/---

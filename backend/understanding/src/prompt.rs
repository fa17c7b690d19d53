//! Prompts sent to the AI gateway.
//!
//! The system prompt is the producer side of the six-section contract parsed
//! by `explica_core::contract`; headings here must match `Section::heading`.

use explica_core::{language_label, DetailLevel};

pub const SYSTEM_PROMPT: &str = "Você é um assistente especializado em análise de imagens. Sua tarefa é analisar imagens enviadas pelo usuário e fornecer uma análise completa, organizada e confiável.

IMPORTANTE: Você DEVE seguir EXATAMENTE este formato na sua resposta:

📌 Contexto da imagem
[Descreva o que a imagem representa, o tipo de conteúdo (print, documento, foto, erro, aviso, interface, etc.) e a situação provável]

📝 Texto identificado na imagem (OCR)
[Extraia TODO o texto visível na imagem, mantendo fidelidade ao texto original. Se não houver texto, informe: \"Nenhum texto identificado na imagem.\"]

📖 Explicação e interpretação
[Explique o conteúdo da imagem e do texto de forma clara, objetiva e acessível. Não faça suposições exageradas.]

💡 Possíveis usos ou aplicações
[Liste possíveis usos profissionais, acadêmicos ou práticos. Se não for aplicável, escreva: \"Não aplicável para esta imagem.\"]

⚠️ Observações relevantes
[Inclua alertas, limitações, pontos de atenção ou erros comuns de interpretação. Se não houver, escreva: \"Nenhuma observação adicional.\"]

🔎 Fontes ou referências
[Cite fontes conhecidas quando aplicável. Não invente links. Se não existirem fontes diretas, informe: \"Explicação baseada em conhecimento conceitual.\"]

REGRAS:
- Sempre responda em português brasileiro
- Mantenha o formato exato com os emojis
- Seja preciso e objetivo
- Não invente informações
- Se o usuário fornecer um contexto ou pergunta específica, priorize essa informação na análise";

/// Verbosity instruction appended to every analysis prompt.
pub fn detail_instruction(level: DetailLevel) -> &'static str {
    match level {
        DetailLevel::Short => "Seja MUITO conciso. Cada seção deve ter no máximo 1-2 frases curtas.",
        DetailLevel::Standard => "Forneça uma análise equilibrada. Cada seção deve ter 2-4 frases.",
        DetailLevel::Detailed => "Forneça uma análise completa e detalhada. Explore cada seção em profundidade com explicações extensas.",
    }
}

/// Which prompt branch a request falls into; first match wins.
#[derive(Debug, Clone, Copy, PartialEq, Eq)]
pub enum PromptBranch {
    FollowUp,
    FocusedAnalysis,
    FullAnalysis,
}

impl PromptBranch {
    pub fn select(user_context: Option<&str>, previous_analysis: Option<&str>) -> Self {
        match (non_blank(user_context), non_blank(previous_analysis)) {
            (_, Some(_)) => Self::FollowUp,
            (Some(_), None) => Self::FocusedAnalysis,
            (None, None) => Self::FullAnalysis,
        }
    }
}

fn non_blank(value: Option<&str>) -> Option<&str> {
    value.filter(|v| !v.trim().is_empty())
}

/// Build the user message for an analysis or follow-up request.
pub fn build_user_message(
    user_context: Option<&str>,
    previous_analysis: Option<&str>,
    level: DetailLevel,
) -> String {
    let instruction = detail_instruction(level);
    let context = non_blank(user_context).map(str::trim).unwrap_or_default();
    match PromptBranch::select(user_context, previous_analysis) {
        PromptBranch::FollowUp => format!(
            "Análise anterior:\n{}\n\nPergunta do usuário: \"{context}\"\n\nResponda a pergunta do usuário baseado na análise anterior e na imagem. Mantenha o mesmo formato estruturado.\n\n{instruction}",
            previous_analysis.unwrap_or_default()
        ),
        PromptBranch::FocusedAnalysis => format!(
            "O usuário quer saber: \"{context}\"\n\nAnalise esta imagem considerando essa solicitação, mas ainda seguindo o formato completo especificado.\n\n{instruction}"
        ),
        PromptBranch::FullAnalysis => {
            format!("Analise esta imagem seguindo o formato especificado.\n\n{instruction}")
        }
    }
}

/// Display name used in the translation prompt; unknown codes pass through.
pub fn language_name(code: &str) -> &str {
    language_label(code).unwrap_or(code)
}

pub fn translation_system_prompt(target_language: &str) -> String {
    format!(
        "You are a literal translation engine.

Translate the provided text into {}.

NON-NEGOTIABLE RULES:
- Translate ONLY what is provided. Do not add, remove, expand, summarize, or paraphrase.
- Preserve formatting exactly: keep the same number of lines and the same line breaks.
- Do not introduce new headings, bullet points, emojis, or extra punctuation.
- If the input is 1 line, the output must be 1 line.
- Output ONLY the translated text (no preamble, no quotes, no explanations).",
        language_name(target_language)
    )
}
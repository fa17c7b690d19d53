mod config;
mod mime;
mod output;

use std::net::SocketAddr;
use std::path::{Path, PathBuf};
use std::sync::Arc;

use anyhow::{anyhow, Context, Result};
use clap::{Parser, Subcommand};
use tracing::info;

use explica_client::{FileStore, HttpBackend, Orchestrator, Step, SUGGESTED_QUESTIONS};
use explica_core::{DetailLevel, ExplicaError, ImagePayload, SUPPORTED_LANGUAGES};
use explica_gateway::{start_server, GatewayState};
use explica_providers::OpenAiCompatProvider;

use config::Config;

#[derive(Parser)]
#[command(name = "explica")]
#[command(about = "ExplicaAí: explica imagens em linguagem simples")]
#[command(version)]
struct Cli {
    #[command(subcommand)]
    command: Commands,
}

#[derive(Subcommand)]
enum Commands {
    /// Start the analyze-image and translate functions
    Serve {
        /// Port to bind the HTTP server to
        #[arg(short, long)]
        port: Option<u16>,
    },
    /// Analyse an image, optionally asking follow-ups and translating the result
    Analyze {
        /// Image file (png, jpg, webp, ...)
        image: PathBuf,
        /// What you want to know about the image
        #[arg(short, long)]
        context: Option<String>,
        /// short, standard or detailed
        #[arg(short, long)]
        detail: Option<DetailLevel>,
        /// Follow-up question, asked in order after the first analysis
        #[arg(long)]
        ask: Vec<String>,
        /// Translate the final result (pt, en, es, fr, de)
        #[arg(short, long)]
        translate: Option<String>,
    },
    /// Show or set the display name
    Name {
        name: Option<String>,
    },
    /// List supported translation languages
    Languages,
}

#[tokio::main]
async fn main() -> Result<()> {
    let config = Config::from_env();
    let cli = Cli::parse();

    match cli.command {
        Commands::Serve { port } => {
            explica_logging::init_logger(&config.log_dir, &config.log_level);
            let config = Config {
                port: port.unwrap_or(config.port),
                ..config
            };
            run_server(config).await?;
        }
        Commands::Analyze {
            image,
            context,
            detail,
            ask,
            translate,
        } => {
            explica_logging::init_console_logger(&config.log_level);
            let orch = open_session(&config).await;
            let request = AnalyzeArgs {
                image: &image,
                context: context.as_deref(),
                detail,
                questions: &ask,
                language: translate.as_deref(),
            };
            if let Err(e) = run_analysis(&orch, request).await {
                report_and_exit(e);
            }
        }
        Commands::Name { name } => {
            explica_logging::init_console_logger(&config.log_level);
            let orch = open_session(&config).await;
            match name {
                Some(name) => match orch.submit_name(&name).await {
                    Ok(_) => output::note_success(&format!(
                        "Olá, {}!",
                        orch.user_name().await.unwrap_or_default()
                    )),
                    Err(e) => report_and_exit(e.into()),
                },
                None => match orch.user_name().await {
                    Some(name) => println!("{name}"),
                    None => output::note_info("Nenhum nome salvo. Use `explica name <NOME>`."),
                },
            }
        }
        Commands::Languages => {
            let rows: Vec<Vec<String>> = SUPPORTED_LANGUAGES
                .iter()
                .map(|l| vec![l.code.to_string(), l.label.to_string()])
                .collect();
            print!("{}", output::render_table(&["Código", "Idioma"], &rows));
        }
    }

    Ok(())
}

async fn run_server(config: Config) -> Result<()> {
    info!(
        port = config.port,
        bind = %config.bind_address,
        model = %config.ai_model,
        "Starting ExplicaAí gateway"
    );

    let state = match &config.ai_api_key {
        Some(api_key) => {
            let provider = OpenAiCompatProvider::new(api_key).with_base_url(&config.ai_base_url);
            info!(base_url = %config.ai_base_url, "Registered AI gateway provider");
            GatewayState::new(Arc::new(provider), &config.ai_model)
        }
        None => GatewayState::unconfigured(),
    }
    .with_max_body_bytes(config.max_body_bytes);

    let addr: SocketAddr = format!("{}:{}", config.bind_address, config.port)
        .parse()
        .with_context(|| format!("Invalid bind address: {}:{}", config.bind_address, config.port))?;

    start_server(addr, state).await
}

async fn open_session(config: &Config) -> Orchestrator {
    let mut backend = HttpBackend::new(&config.functions_url);
    if let Some(key) = &config.publishable_key {
        backend = backend.with_publishable_key(key);
    }
    let store = FileStore::in_dir(&config.state_dir);
    Orchestrator::open(Arc::new(backend), Arc::new(store)).await
}

struct AnalyzeArgs<'a> {
    image: &'a Path,
    context: Option<&'a str>,
    detail: Option<DetailLevel>,
    questions: &'a [String],
    language: Option<&'a str>,
}

async fn load_image(path: &Path) -> Result<ImagePayload> {
    let mime_type = mime::detect_image_mime(path).ok_or_else(|| {
        anyhow!(ExplicaError::MissingInput(format!(
            "Formato não suportado: {}",
            path.display()
        )))
    })?;
    let bytes = tokio::fs::read(path)
        .await
        .with_context(|| format!("Failed to read image: {}", path.display()))?;
    Ok(ImagePayload::new(bytes, mime_type)?)
}

async fn run_analysis(orch: &Orchestrator, args: AnalyzeArgs<'_>) -> Result<()> {
    if orch.step().await == Step::Name {
        output::note_info("Dica: salve seu nome com `explica name <NOME>`.");
    } else if let Some(name) = orch.user_name().await {
        output::note_info(&format!("Olá, {name}! Analisando a imagem..."));
    }

    let image = load_image(args.image).await?;
    orch.analyze(image, args.context, args.detail).await?;
    print_current(orch).await;

    for question in args.questions {
        println!();
        output::note_info(&format!("Pergunta: {question}"));
        orch.follow_up(question).await?;
        print_current(orch).await;
    }

    if let Some(language) = args.language {
        orch.translate(language).await?;
        println!();
        print_current(orch).await;
    }

    output::print_suggestions(&SUGGESTED_QUESTIONS);
    Ok(())
}

async fn print_current(orch: &Orchestrator) {
    if let Some(view) = orch.display().await {
        println!();
        output::print_view(&view);
    }
}

/// Print one user-facing message and exit non-zero.
fn report_and_exit(err: anyhow::Error) -> ! {
    match err.downcast_ref::<ExplicaError>() {
        Some(e) => {
            output::note_error(&e.user_message());
            if let Some(hint) = retry_hint(e) {
                output::note_info(hint);
            }
        }
        None => output::note_error(&format!("{err:#}")),
    }
    std::process::exit(1);
}

/// Follow-up line for failures that may clear up on their own.
fn retry_hint(err: &ExplicaError) -> Option<&'static str> {
    err.is_retryable()
        .then_some("Você pode tentar novamente em instantes.")
}
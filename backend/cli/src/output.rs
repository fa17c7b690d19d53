//! Terminal output: ANSI notes, the language table and analysis rendering.

use explica_client::DisplayView;

// ---------------------------------------------------------------------------
// ANSI Color/Style helpers
// ---------------------------------------------------------------------------

pub const RESET: &str = "\x1b[0m";
pub const BOLD: &str = "\x1b[1m";
pub const DIM: &str = "\x1b[2m";

pub const RED: &str = "\x1b[31m";
pub const GREEN: &str = "\x1b[32m";
pub const YELLOW: &str = "\x1b[33m";
pub const CYAN: &str = "\x1b[36m";

/// Check if the terminal supports color output.
pub fn supports_color() -> bool {
    std::env::var("NO_COLOR").is_err()
        && (std::env::var("COLORTERM").is_ok()
            || std::env::var("TERM")
                .map(|t| t != "dumb")
                .unwrap_or(false))
}

/// Strip ANSI escape codes from a string.
pub fn strip_ansi(s: &str) -> String {
    let mut result = String::with_capacity(s.len());
    let mut chars = s.chars().peekable();
    while let Some(c) = chars.next() {
        if c == '\x1b' {
            for next in chars.by_ref() {
                if next == 'm' { break; }
            }
        } else {
            result.push(c);
        }
    }
    result
}

// ---------------------------------------------------------------------------
// Formatted notes
// ---------------------------------------------------------------------------

pub fn note_info(msg: &str) {
    if supports_color() {
        println!("{CYAN}{BOLD}ℹ{RESET} {msg}");
    } else {
        println!("INFO: {msg}");
    }
}

pub fn note_error(msg: &str) {
    if supports_color() {
        eprintln!("{RED}{BOLD}✗{RESET} {msg}");
    } else {
        eprintln!("ERROR: {msg}");
    }
}

pub fn note_success(msg: &str) {
    if supports_color() {
        println!("{GREEN}{BOLD}✓{RESET} {msg}");
    } else {
        println!("OK: {msg}");
    }
}

// ---------------------------------------------------------------------------
// Table rendering
// ---------------------------------------------------------------------------

/// Render left-aligned columns with a bold header and dashed separator.
pub fn render_table(headers: &[&str], rows: &[Vec<String>]) -> String {
    let mut widths: Vec<usize> = headers.iter().map(|h| h.chars().count()).collect();
    for row in rows {
        for (i, cell) in row.iter().enumerate().take(widths.len()) {
            widths[i] = widths[i].max(strip_ansi(cell).chars().count());
        }
    }

    let pad = |s: &str, width: usize| {
        let visible = strip_ansi(s).chars().count();
        format!("{s}{}", " ".repeat(width.saturating_sub(visible)))
    };

    let mut out = String::new();
    let header: Vec<String> = headers
        .iter()
        .zip(&widths)
        .map(|(h, w)| pad(h, *w))
        .collect();
    out.push_str(&format!("{BOLD}  {}  {RESET}\n", header.join("  ")));

    let sep: Vec<String> = widths.iter().map(|w| "-".repeat(*w)).collect();
    out.push_str(&format!("  {}  \n", sep.join("  ")));

    for row in rows {
        let cells: Vec<String> = widths
            .iter()
            .enumerate()
            .map(|(i, w)| pad(row.get(i).map(String::as_str).unwrap_or(""), *w))
            .collect();
        out.push_str(&format!("  {}  \n", cells.join("  ")));
    }
    out
}

// ---------------------------------------------------------------------------
// Analysis rendering
// ---------------------------------------------------------------------------

/// Summary block (when non-empty) followed by the full result text.
pub fn render_view(view: &DisplayView, color: bool) -> String {
    let (bold, dim, reset) = if color { (BOLD, DIM, RESET) } else { ("", "", "") };
    let mut out = String::new();
    if let Some(language) = &view.language {
        out.push_str(&format!("{dim}[{language}]{reset}\n"));
    }
    if let Some(summary) = &view.summary {
        out.push_str(&format!("{bold}Resumo rápido{reset}\n{summary}\n\n"));
    }
    out.push_str(view.result.trim_end());
    out.push('\n');
    out
}

pub fn print_view(view: &DisplayView) {
    print!("{}", render_view(view, supports_color()));
}

pub fn print_suggestions(questions: &[&str]) {
    let color = supports_color();
    let (dim, yellow, reset) = if color { (DIM, YELLOW, RESET) } else { ("", "", "") };
    println!("\n{dim}Perguntas sugeridas (use --ask):{reset}");
    for q in questions {
        println!("  {yellow}›{reset} {q}");
    }
}
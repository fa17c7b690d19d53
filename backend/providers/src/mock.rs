use std::collections::VecDeque;
use std::sync::{Mutex, MutexGuard};

use async_trait::async_trait;
use explica_core::{ExplicaError, LlmProvider, LlmRequest, LlmResponse};

/// A mock LLM provider that returns scripted responses and records every
/// request it receives.
pub struct MockProvider {
    name: String,
    fixed_response: Option<String>,
    script: Mutex<VecDeque<Result<String, ExplicaError>>>,
    requests: Mutex<Vec<LlmRequest>>,
}

fn lock<T>(mutex: &Mutex<T>) -> MutexGuard<'_, T> {
    mutex.lock().unwrap_or_else(|poisoned| poisoned.into_inner())
}

impl MockProvider {
    pub fn new(name: impl Into<String>) -> Self {
        Self {
            name: name.into(),
            fixed_response: None,
            script: Mutex::new(VecDeque::new()),
            requests: Mutex::new(Vec::new()),
        }
    }

    /// Response returned whenever the script is empty.
    pub fn with_response(mut self, response: impl Into<String>) -> Self {
        self.fixed_response = Some(response.into());
        self
    }

    /// Queue one outcome; queued outcomes are consumed before the fixed response.
    pub fn push_outcome(&self, outcome: Result<String, ExplicaError>) {
        lock(&self.script).push_back(outcome);
    }

    pub fn requests(&self) -> Vec<LlmRequest> {
        lock(&self.requests).clone()
    }
}

#[async_trait]
impl LlmProvider for MockProvider {
    fn name(&self) -> &str {
        &self.name
    }

    async fn complete(&self, request: &LlmRequest) -> Result<LlmResponse, ExplicaError> {
        lock(&self.requests).push(request.clone());
        let scripted = lock(&self.script).pop_front();
        let content = match scripted {
            Some(outcome) => outcome?,
            None => self
                .fixed_response
                .clone()
                .unwrap_or_else(|| "Mock response".to_string()),
        };
        Ok(LlmResponse {
            content,
            provider: self.name.clone(),
            model: request.model.clone(),
            tokens_used: 0,
            latency_ms: 0,
        })
    }
}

\---

## What the exercise asks
Using the listing above, report each line that mentions the word "content".

## Finished exercise
        let content = match scripted {
            content,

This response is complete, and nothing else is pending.